Gonen Segev: Israel ex-minister admits spying for Iran
- Published
Former Israeli cabinet minister Gonen Segev is to be jailed for 11 years after he admitted spying for Iran, Israel's justice ministry says.
Segev, who served as energy minister in the 1990s, was allegedly recruited while working as a doctor in Nigeria.
He was accused of leaking details about Israeli officials and security sites.
Segev was detained in Equatorial Guinea in May and extradited to Israel. He pleaded guilty to serious espionage as part of a deal with prosecutors.
The 63-year-old will be formally sentenced at a hearing on 11 February.
There was no immediate comment from the Iranian authorities.
Ever since the Islamic Revolution in 1979, when religious hardliners came to power, Iran's leaders have called for Israel's elimination. Iran rejects Israel's right to exist, considering it an illegitimate occupier of Muslim land.
In 2005, Segev was given a five-year prison sentence after being convicted of trying to smuggle 30,000 ecstasy pills from the Netherlands to Israel using a diplomatic passport with a falsified expiry date.
He also had his licence to practice medicine revoked, but he was allowed to work as a doctor in Nigeria when he moved there after his release from jail in 2007.
Israel's internal security service, Shin Bet, said in June that Segev had confessed to making contact with Iranian embassy officials in Nigeria in 2012 and visiting Iran twice to meet his handlers.

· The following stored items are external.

use crate::application::client::IceClient;
use crate::application::interfaces::entry::EntryService;
use crate::application::interfaces::folder::FolderService;
use crate::application::services::resolve_unique_name;
use crate::constants::{DEFAULT_SEARCH_LIMIT, DEFAULT_SEQUENCE_FORMAT, SEQUENCE_UPLOAD_ENTRY_TYPE};
use crate::error::{AppError, IceResult};
use crate::model::http::{FormField, IceTransport};
use crate::model::requests::{
    CustomFieldRequest, EntryQuery, FolderScope, NewEntry, SearchRequest,
};
use crate::model::responses::{CustomField, Entry, EntryRecord, SearchResults};
use crate::presentation::sequence::normalize_genbank;
use crate::utils::names::not_found_message;
use async_trait::async_trait;
use serde_json::Value;
use std::path::Path;
use tracing::{debug, info};

#[async_trait]
impl<T: IceTransport + 'static> EntryService for IceClient<T> {
    async fn get_part_infos(&self, entry_id: u64) -> IceResult<Entry> {
        debug!("Getting entry {}", entry_id);
        self.get(&format!("parts/{entry_id}")).await
    }

    async fn get_sequence(&self, entry_id: u64, format: &str) -> IceResult<String> {
        if format.trim().is_empty() {
            return Err(AppError::InvalidInput("sequence format is empty".to_string()));
        }
        debug!("Getting {} sequence of entry {}", format, entry_id);
        self.get_text(&format!("file/{entry_id}/sequence/{format}"))
            .await
    }

    async fn get_record(&self, entry_id: u64) -> IceResult<EntryRecord> {
        let entry = self.get_part_infos(entry_id).await?;
        let genbank = self.get_sequence(entry_id, DEFAULT_SEQUENCE_FORMAT).await?;
        Ok(EntryRecord {
            entry,
            genbank: normalize_genbank(&genbank),
        })
    }

    async fn get_part_id_with(
        &self,
        name: &str,
        scope: &FolderScope,
        use_filter: bool,
    ) -> IceResult<u64> {
        let folder_ids = match scope {
            FolderScope::Folder(id) => vec![*id],
            FolderScope::Folders(ids) => ids.clone(),
            FolderScope::Collection(collection) => {
                let mut ids: Vec<u64> = self
                    .get_collection_folders(*collection)
                    .await?
                    .iter()
                    .map(|f| f.id)
                    .collect();
                ids.sort_unstable();
                ids
            }
        };

        let query = if use_filter {
            EntryQuery::new().with_filter(name)
        } else {
            EntryQuery::new()
        };
        debug!("Looking for entry {} in {} folders", name, folder_ids.len());
        let mut entries = Vec::new();
        for folder_id in folder_ids {
            entries.extend(self.get_folder_entries_with(folder_id, &query).await?);
        }
        resolve_unique_name(
            "entry",
            name,
            entries.iter().map(|e| (e.name.as_str(), e.id)),
        )
    }

    async fn search_entries(&self, query: &str, limit: usize) -> IceResult<SearchResults> {
        debug!("Searching entries for {:?}", query);
        let results: Option<SearchResults> =
            self.post("search", &SearchRequest::new(query, limit)).await?;
        Ok(results.unwrap_or_default())
    }

    async fn find_entry_by_name(&self, name: &str) -> IceResult<Entry> {
        let results = self.search_entries(name, DEFAULT_SEARCH_LIMIT).await?;
        let hits: Vec<Entry> = results.results.into_iter().map(|r| r.entry_info).collect();

        let mut matches: Vec<&Entry> = hits.iter().filter(|e| e.name == name).collect();
        matches.sort_by_key(|e| e.id);
        matches.dedup_by_key(|e| e.id);

        match matches.as_slice() {
            [] => Err(AppError::NotFound(not_found_message(
                "entry",
                name,
                hits.iter().map(|e| e.name.as_str()),
            ))),
            [entry] => Ok((*entry).clone()),
            _ => Err(AppError::Ambiguous {
                name: name.to_string(),
                ids: matches.iter().map(|e| e.id).collect(),
            }),
        }
    }

    async fn create_part(&self, entry: &NewEntry) -> IceResult<Entry> {
        if entry.name.trim().is_empty() {
            return Err(AppError::InvalidInput("entry name is empty".to_string()));
        }
        info!("Creating {} {}", entry.entry_type, entry.name);
        self.post("parts", entry).await
    }

    async fn attach_record_to_part(&self, entry_id: u64, genbank: &str) -> IceResult<Value> {
        info!("Attaching sequence to entry {}", entry_id);
        let fields = vec![
            FormField::text("entryRecordId", entry_id.to_string()),
            FormField::text("entryType", SEQUENCE_UPLOAD_ENTRY_TYPE),
            FormField::file("file", format!("{entry_id}.gb"), genbank),
        ];
        self.post_multipart("file/sequence", fields).await
    }

    async fn attach_record_file(&self, entry_id: u64, path: &Path) -> IceResult<Value> {
        let genbank = tokio::fs::read_to_string(path).await?;
        self.attach_record_to_part(entry_id, &genbank).await
    }

    async fn delete_part_record(&self, entry_id: u64) -> IceResult<()> {
        info!("Deleting sequence of entry {}", entry_id);
        let _: Value = self.delete(&format!("parts/{entry_id}/sequence")).await?;
        Ok(())
    }

    async fn set_part_custom_field(
        &self,
        entry_id: u64,
        name: &str,
        value: &str,
    ) -> IceResult<CustomField> {
        debug!("Setting custom field {} of entry {}", name, entry_id);
        let request = CustomFieldRequest {
            part_id: entry_id,
            name,
            value,
        };
        self.post("custom-fields", &request).await
    }

    async fn get_part_custom_fields_list(&self, entry_id: u64) -> IceResult<Vec<CustomField>> {
        let fields: Option<Vec<CustomField>> = self
            .get_with_query("custom-fields", &[("partId", entry_id.to_string())])
            .await?;
        Ok(fields.unwrap_or_default())
    }

    async fn get_part_custom_field(&self, entry_id: u64, name: &str) -> IceResult<String> {
        self.get_part_custom_fields_list(entry_id)
            .await?
            .into_iter()
            .find(|field| field.name == name)
            .map(|field| field.value)
            .ok_or_else(|| {
                AppError::NotFound(format!("No custom field named {name} on entry {entry_id}."))
            })
    }

    async fn delete_custom_field(&self, field_id: u64) -> IceResult<()> {
        debug!("Deleting custom field {}", field_id);
        let _: Value = self.delete(&format!("custom-fields/{field_id}")).await?;
        Ok(())
    }

    async fn find_parts_by_custom_field_value(
        &self,
        name: &str,
        value: &str,
    ) -> IceResult<Vec<Entry>> {
        let query = [("name", name.to_string()), ("value", value.to_string())];
        let entries: Option<Vec<Entry>> =
            self.get_with_query("custom-fields/parts", &query).await?;
        Ok(entries.unwrap_or_default())
    }
}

He was allegedly given a classified communications system to send coded messages and passed on "information related to the energy sector, security sites in Israel and officials in political and security institutions".
While Segev admitted to the charge of espionage, he reportedly told investigators that he had been trying to "fool the Iranians and come back to Israel a hero", external.
An initial charge of "assisting an enemy during a time of war" was removed from his indictment as part of his plea bargain.
Further details of the case remain under a gag order.
"The district attorney's office wants to reveal more details about the affair, and once it's out, it will be clear that Segev indeed had contacts with Iranians, but not to aid them," Segev's legal team told the newspaper Yedioth Ahronoth, external.
"That is why the treason charge was removed from the amended indictment."